**Problem:**
Every line that contains the word "offsets" is to be copied from the listing.
§
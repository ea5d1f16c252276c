use super::common::{
    attribute_string, dimension_names, open_netcdf_file, read_decoded_f64, variable_shape, Packing,
};
use super::utils::{detect_data_variable, TIME_NAMES};
use crate::error::{EnsembleError, Result};
use crate::grid::{normalize_coordinates, RawCoordinate, DEFAULT_LAT_NAMES, DEFAULT_LON_NAMES};
use crate::io::{find_coordinate_name, DataReader, HeaderRequest, RawFileHeader, VariableInfo};
use crate::dataset::ReferenceDataset;
use crate::lazy::{ChunkedArray, Task};
use crate::time_utils::decode_times;
use chrono::{DateTime, Utc};
use ndarray::Array3;
use std::fmt;
use std::ops::Range;
use std::path::Path;
use std::str::FromStr;
use std::sync::Arc;

/// NetCDF reader for gridded ensemble and reference files
///
/// Stateless: every call opens the file it needs, so one reader can serve all
/// chunk loads of a task graph from any thread.
#[derive(Debug, Default, Clone, Copy)]
pub struct NetCDFReader;

impl NetCDFReader {
    /// Create a new NetCDF reader
    pub fn new() -> Self {
        Self
    }

    /// Describe the variables of a file
    pub fn list_variables(&self, path: &Path) -> Result<Vec<VariableInfo>> {
        let file = open_netcdf_file(path)?;
        Ok(file
            .variables()
            .map(|var| VariableInfo {
                name: var.name(),
                dimensions: dimension_names(&var),
                shape: variable_shape(&var),
                units: attribute_string(&var, "units"),
            })
            .collect())
    }

    fn read_coordinate(file: &netcdf::File, path: &Path, candidates: &[String], axis: &str) -> Result<RawCoordinate> {
        let available: Vec<String> = file.variables().map(|v| v.name()).collect();
        let name = find_coordinate_name(candidates, &available).ok_or_else(|| EnsembleError::MissingVariable {
            name: format!("{} coordinate (tried {:?})", axis, candidates),
            path: path.to_path_buf(),
        })?;
        let var = file.variable(name).ok_or_else(|| EnsembleError::MissingVariable {
            name: name.to_string(),
            path: path.to_path_buf(),
        })?;
        Ok(RawCoordinate::new(name, read_decoded_f64(&var)?))
    }

    fn read_times(file: &netcdf::File, path: &Path, time_dim: &str) -> Result<Vec<DateTime<Utc>>> {
        let name = file
            .variable(time_dim)
            .map(|_| time_dim.to_string())
            .or_else(|| {
                TIME_NAMES
                    .iter()
                    .find(|name| file.variable(name).is_some())
                    .map(|name| name.to_string())
            })
            .ok_or_else(|| EnsembleError::MissingVariable {
                name: format!("time coordinate for dimension '{}'", time_dim),
                path: path.to_path_buf(),
            })?;
        let var = file.variable(&name).ok_or_else(|| EnsembleError::MissingVariable {
            name: name.clone(),
            path: path.to_path_buf(),
        })?;

        let units = attribute_string(&var, "units").ok_or_else(|| EnsembleError::InvalidTime {
            reason: format!("time variable '{}' in {} has no 'units' attribute", name, path.display()),
        })?;
        let calendar = attribute_string(&var, "calendar");
        let offsets: Vec<f64> = var.get_values::<f64, _>(..)?;
        decode_times(&units, calendar.as_deref(), &offsets)
    }
}

impl DataReader for NetCDFReader {
    fn read_header(&self, path: &Path, request: &HeaderRequest) -> Result<RawFileHeader> {
        let file = open_netcdf_file(path)?;

        let name = match request.variable {
            Some(name) => name.to_string(),
            None => {
                let vars: Vec<(String, usize)> = file
                    .variables()
                    .map(|v| (v.name(), v.dimensions().len()))
                    .collect();
                detect_data_variable(vars.iter().map(|(n, r)| (n.as_str(), *r)))
                    .map(str::to_string)
                    .map_err(|candidates| EnsembleError::MissingVariable {
                        name: format!("unambiguous data variable (candidates {:?})", candidates),
                        path: path.to_path_buf(),
                    })?
            }
        };
        let var = file.variable(&name).ok_or_else(|| EnsembleError::MissingVariable {
            name: name.clone(),
            path: path.to_path_buf(),
        })?;
        let dimensions = dimension_names(&var);
        let shape = variable_shape(&var);
        if shape.len() != 3 {
            return Err(EnsembleError::shape(
                format!("variable '{}' {:?} in {}", name, dimensions, path.display()),
                &[0, 0, 0],
                &shape,
            ));
        }

        let lat = Self::read_coordinate(&file, path, request.lat_names, "latitude")?;
        let lon = Self::read_coordinate(&file, path, request.lon_names, "longitude")?;
        let times = Self::read_times(&file, path, &dimensions[0])?;
        if times.len() != shape[0] {
            return Err(EnsembleError::shape(
                format!("time coordinate of {}", path.display()),
                &[shape[0]],
                &[times.len()],
            ));
        }

        log::debug!(
            "{}: variable '{}' {:?}, coordinates '{}'/'{}'",
            path.display(),
            name,
            shape,
            lat.name,
            lon.name
        );

        Ok(RawFileHeader {
            path: path.to_path_buf(),
            variable: VariableInfo {
                units: attribute_string(&var, "units"),
                name,
                dimensions,
                shape,
            },
            lat,
            lon,
            times,
        })
    }

    fn read_values(&self, path: &Path, variable: &str, time: Range<usize>) -> Result<Array3<f32>> {
        let file = open_netcdf_file(path)?;
        let var = file.variable(variable).ok_or_else(|| EnsembleError::MissingVariable {
            name: variable.to_string(),
            path: path.to_path_buf(),
        })?;
        let shape = variable_shape(&var);
        if shape.len() != 3 || time.end > shape[0] {
            return Err(EnsembleError::shape(
                format!("time window {:?} of '{}' in {}", time, variable, path.display()),
                &[time.end, 0, 0],
                &shape,
            ));
        }
        let (ny, nx) = (shape[1], shape[2]);
        let nt = time.len();

        let packing = Packing::of(&var);
        let raw: Vec<f32> = var.get_values::<f32, _>((time, 0..ny, 0..nx))?;
        let decoded: Vec<f32> = raw.into_iter().map(|v| packing.decode_f32(v)).collect();

        Array3::from_shape_vec((nt, ny, nx), decoded)
            .map_err(|_| EnsembleError::shape(format!("'{}' in {}", variable, path.display()), &[nt, ny, nx], &[]))
    }
}

/// Known dataset families and their coordinate naming
#[derive(Debug, Clone, Copy, PartialEq, Eq)]
pub enum DatasetKind {
    /// Ensemble forecast output with `latitude`/`longitude`
    Ensemble,
    /// SPARTACUS gridded observations with `lat`/`lon`
    Spartacus,
    /// INCA analysis with `lat`/`lon`
    Inca,
}

impl DatasetKind {
    /// (latitude, longitude) variable names
    pub fn coordinate_names(&self) -> (&'static str, &'static str) {
        match self {
            DatasetKind::Ensemble => ("latitude", "longitude"),
            DatasetKind::Spartacus | DatasetKind::Inca => ("lat", "lon"),
        }
    }
}

impl FromStr for DatasetKind {
    type Err = EnsembleError;

    fn from_str(s: &str) -> Result<Self> {
        match s.to_ascii_lowercase().as_str() {
            "ensemble" => Ok(DatasetKind::Ensemble),
            "spartacus" => Ok(DatasetKind::Spartacus),
            "inca" | "incal" => Ok(DatasetKind::Inca),
            _ => Err(EnsembleError::Config(format!(
                "unsupported dataset type '{}' (expected ensemble, spartacus or inca)",
                s
            ))),
        }
    }
}

impl fmt::Display for DatasetKind {
    fn fmt(&self, f: &mut fmt::Formatter) -> fmt::Result {
        match self {
            DatasetKind::Ensemble => f.write_str("ensemble"),
            DatasetKind::Spartacus => f.write_str("SPARTACUS"),
            DatasetKind::Inca => f.write_str("INCA"),
        }
    }
}

/// Lazily loaded window of one file's variable
#[derive(Debug)]
pub struct FileChunk {
    pub reader: Arc<dyn DataReader>,
    pub path: std::path::PathBuf,
    pub variable: String,
    pub time: Range<usize>,
}

impl crate::lazy::ChunkSource for FileChunk {
    fn load(&self) -> Result<Array3<f32>> {
        log::debug!(
            "loading '{}' steps {:?} from {}",
            self.variable,
            self.time,
            self.path.display()
        );
        self.reader.read_values(&self.path, &self.variable, self.time.clone())
    }

    fn describe(&self) -> String {
        format!("'{}' steps {:?} of {}", self.variable, self.time, self.path.display())
    }
}

/// Split a file's time axis into chunk tasks of at most `steps_per_chunk` steps
pub(crate) fn file_tasks(
    reader: &Arc<dyn DataReader>,
    header: &RawFileHeader,
    steps_per_chunk: Option<usize>,
) -> Result<Vec<Task>> {
    let [nt, ny, nx] = header.shape()?;
    let step = steps_per_chunk.unwrap_or(nt).max(1);
    Ok((0..nt)
        .step_by(step)
        .map(|start| {
            let time = start..(start + step).min(nt);
            let shape = [time.len(), ny, nx];
            Task::source(
                Arc::new(FileChunk {
                    reader: reader.clone(),
                    path: header.path.clone(),
                    variable: header.variable.name.clone(),
                    time,
                }),
                shape,
            )
        })
        .collect())
}

/// Load a single-file reference dataset using the naming of `kind`
///
/// The configured names are tried first, then the generic candidates.
pub fn load_reference(path: &Path, kind: DatasetKind, variable: Option<&str>) -> Result<ReferenceDataset> {
    load_reference_with(Arc::new(NetCDFReader::new()), path, kind, variable)
}

/// [`load_reference`] over any reader
pub fn load_reference_with(
    reader: Arc<dyn DataReader>,
    path: &Path,
    kind: DatasetKind,
    variable: Option<&str>,
) -> Result<ReferenceDataset> {
    let (lat_name, lon_name) = kind.coordinate_names();
    let with_defaults = |first: &str, defaults: &[&str]| -> Vec<String> {
        std::iter::once(first)
            .chain(defaults.iter().copied().filter(|name| *name != first))
            .map(str::to_string)
            .collect()
    };
    let lat_names = with_defaults(lat_name, DEFAULT_LAT_NAMES);
    let lon_names = with_defaults(lon_name, DEFAULT_LON_NAMES);

    let header = reader.read_header(
        path,
        &HeaderRequest {
            variable,
            lat_names: &lat_names,
            lon_names: &lon_names,
        },
    )?;
    let grid = normalize_coordinates(&header.lat, &header.lon)?;
    let tasks = file_tasks(&reader, &header, None)?;
    let data = if tasks.is_empty() {
        let (ny, nx) = grid.shape();
        ChunkedArray::from_array(ndarray::Array4::zeros((0, 1, ny, nx)))
    } else {
        ChunkedArray::from_columns(vec![tasks])?
    };

    log::info!(
        "loaded {} reference '{}' from {}: {} steps on {} grid",
        kind,
        header.variable.name,
        path.display(),
        header.times.len(),
        grid.kind()
    );
    ReferenceDataset::new(header.variable.name.clone(), header.times.clone(), grid, data)
}

#[cfg(test)]
mod tests {
    use super::*;
    use crate::grid::GridKind;
    use crate::io::{InMemoryReader, MemoryFile};
    use crate::time_utils::parse_datetime;
    use ndarray::array;

    #[test]
    fn test_dataset_kind_names() {
        assert_eq!(DatasetKind::Ensemble.coordinate_names(), ("latitude", "longitude"));
        assert_eq!("SPARTACUS".parse::<DatasetKind>().unwrap(), DatasetKind::Spartacus);
        assert_eq!("inca".parse::<DatasetKind>().unwrap().coordinate_names(), ("lat", "lon"));
        assert!("era5".parse::<DatasetKind>().is_err());
    }

    #[test]
    fn test_load_reference_is_lazy() {
        let reader = Arc::new(InMemoryReader::new());
        let file = MemoryFile::new(
            RawCoordinate::new("lat", array![[46.0, 46.0], [47.0, 47.0]].into_dyn()),
            RawCoordinate::new("lon", array![[9.0, 10.0], [9.0, 10.0]].into_dyn()),
            vec![parse_datetime("2016-01-01").unwrap()],
        )
        .with_variable("RR", Array3::from_elem((1, 2, 2), 3.0));
        reader.insert("/obs/RR_2016.nc", file);

        let reference =
            load_reference_with(reader.clone(), Path::new("/obs/RR_2016.nc"), DatasetKind::Spartacus, None).unwrap();
        assert_eq!(reference.dataset().grid().kind(), GridKind::Irregular2D);
        assert_eq!(reader.value_reads(), 0);

        let values = reference.compute().unwrap();
        assert_eq!(values.shape(), &[1, 2, 2]);
        assert_eq!(reader.value_reads(), 1);
    }

    #[test]
    fn test_file_tasks_split_time() {
        let reader: Arc<dyn DataReader> = Arc::new(InMemoryReader::new());
        let header = RawFileHeader {
            path: "/data/pr_00.nc".into(),
            variable: VariableInfo {
                name: "pr".to_string(),
                dimensions: vec![],
                shape: vec![5, 2, 3],
                units: None,
            },
            lat: RawCoordinate::new("lat", array![1.0, 2.0].into_dyn()),
            lon: RawCoordinate::new("lon", array![1.0, 2.0, 3.0].into_dyn()),
            times: vec![],
        };
        let tasks = file_tasks(&reader, &header, Some(2)).unwrap();
        let lengths: Vec<usize> = tasks.iter().map(Task::time_len).collect();
        assert_eq!(lengths, vec![2, 2, 1]);
        assert_eq!(file_tasks(&reader, &header, None).unwrap().len(), 1);
    }
}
§
**Written solution:**
        let offsets: Vec<f64> = var.get_values::<f64, _>(..)?;
        decode_times(&units, calendar.as_deref(), &offsets)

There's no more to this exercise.